YOUR OBJECTIVE
The string "Response" may appear in lines of the data; report how many lines contain it, with no other output.

DATA FOR REVIEW
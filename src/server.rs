//! MCP Server implementation using rmcp

use crate::decrypt::{DecryptEngine, UNKNOWN_FIELD};
use anyhow::Result;
use rmcp::{
    handler::server::tool::ToolRouter, handler::server::wrapper::Parameters, model::*,
    schemars::JsonSchema, service::RequestContext, tool, tool_handler, tool_router, RoleServer,
    ServerHandler, ServiceExt,
};
use serde::{Deserialize, Serialize};
use std::path::Path;
use std::sync::Arc;

// ============================================================================
// Request/Response types for check_pdf_encryption
// ============================================================================

#[derive(Debug, Deserialize, JsonSchema)]
pub struct CheckPdfEncryptionParams {
    /// Full path to the PDF file
    pub file_path: String,
}

#[derive(Debug, Serialize, JsonSchema)]
pub struct CheckPdfEncryptionResult {
    /// Path that was inspected
    pub file_path: String,
    /// Whether a password is required to read page content
    pub is_encrypted: bool,
    /// Number of pages (0 when the document is locked)
    pub page_count: u32,
    /// Document title ("unknown" when absent or unreadable)
    pub title: String,
    /// Document author ("unknown" when absent or unreadable)
    pub author: String,
    /// Creating application ("unknown" when absent or unreadable)
    pub creator: String,
    /// Producing application ("unknown" when absent or unreadable)
    pub producer: String,
    /// File size in bytes
    pub file_size: u64,
    #[serde(skip_serializing_if = "Option::is_none")]
    pub error: Option<String>,
}

// ============================================================================
// Request/Response types for decrypt_pdf
// ============================================================================

#[derive(Debug, Deserialize, JsonSchema)]
pub struct DecryptPdfParams {
    /// Full path to the input PDF
    pub input_path: String,
    /// Output file path (optional). Defaults to "<stem>_decrypted.<ext>"
    /// next to the input. Must not point at the input file.
    #[serde(default)]
    pub output_path: Option<String>,
    /// Password to try (optional). When omitted, the built-in candidate
    /// password list is tried in order.
    #[serde(default)]
    pub password: Option<String>,
}

#[derive(Debug, Serialize, JsonSchema)]
pub struct DecryptPdfResult {
    /// Path of the input file
    pub input_path: String,
    /// Whether an unencrypted output file was produced
    pub success: bool,
    /// Path of the file that was written
    #[serde(skip_serializing_if = "Option::is_none")]
    pub output_path: Option<String>,
    /// Winning password; empty for unencrypted pass-through copies
    #[serde(skip_serializing_if = "Option::is_none")]
    pub password_used: Option<String>,
    #[serde(skip_serializing_if = "Option::is_none")]
    pub message: Option<String>,
    #[serde(skip_serializing_if = "Option::is_none")]
    pub error: Option<String>,
}

// ============================================================================
// Request/Response types for batch_decrypt_pdfs
// ============================================================================

#[derive(Debug, Deserialize, JsonSchema)]
pub struct BatchDecryptPdfsParams {
    /// Directory containing PDF files
    pub directory: String,
    /// Password to try for every encrypted file (optional). When
    /// omitted, the built-in candidate password list is tried per file.
    #[serde(default)]
    pub password: Option<String>,
}

#[derive(Debug, Serialize, JsonSchema)]
pub struct BatchFileResult {
    /// Filename within the directory
    pub file: String,
    pub success: bool,
    #[serde(skip_serializing_if = "Option::is_none")]
    pub is_encrypted: Option<bool>,
    #[serde(skip_serializing_if = "Option::is_none")]
    pub output_path: Option<String>,
    #[serde(skip_serializing_if = "Option::is_none")]
    pub password_used: Option<String>,
    #[serde(skip_serializing_if = "Option::is_none")]
    pub error: Option<String>,
}

#[derive(Debug, Serialize, JsonSchema)]
pub struct BatchDecryptPdfsResult {
    /// Directory that was processed
    pub directory: String,
    /// Files matching the PDF filter (prior outputs excluded)
    pub total_files: u32,
    /// Files handled successfully (unencrypted copies plus decryptions)
    pub processed_files: u32,
    /// Encrypted files that were unlocked
    pub encrypted_files: u32,
    /// Decrypted output files written
    pub decrypted_files: u32,
    /// Files that failed inspection or decryption
    pub failed_files: u32,
    /// Per-file outcomes in directory enumeration order
    pub results: Vec<BatchFileResult>,
    #[serde(skip_serializing_if = "Option::is_none")]
    pub error: Option<String>,
}

// ============================================================================
// Request/Response types for list_pdf_files
// ============================================================================

#[derive(Debug, Deserialize, JsonSchema)]
pub struct ListPdfFilesParams {
    /// Directory to search for PDF files
    pub directory: String,
    /// Include engine-produced "_decrypted" output files (default: false)
    #[serde(default)]
    pub include_decrypted: bool,
    /// Filename pattern to filter (e.g., "report*.pdf"). Supports glob patterns.
    #[serde(default)]
    pub pattern: Option<String>,
}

EXERCISE SOLUTION
4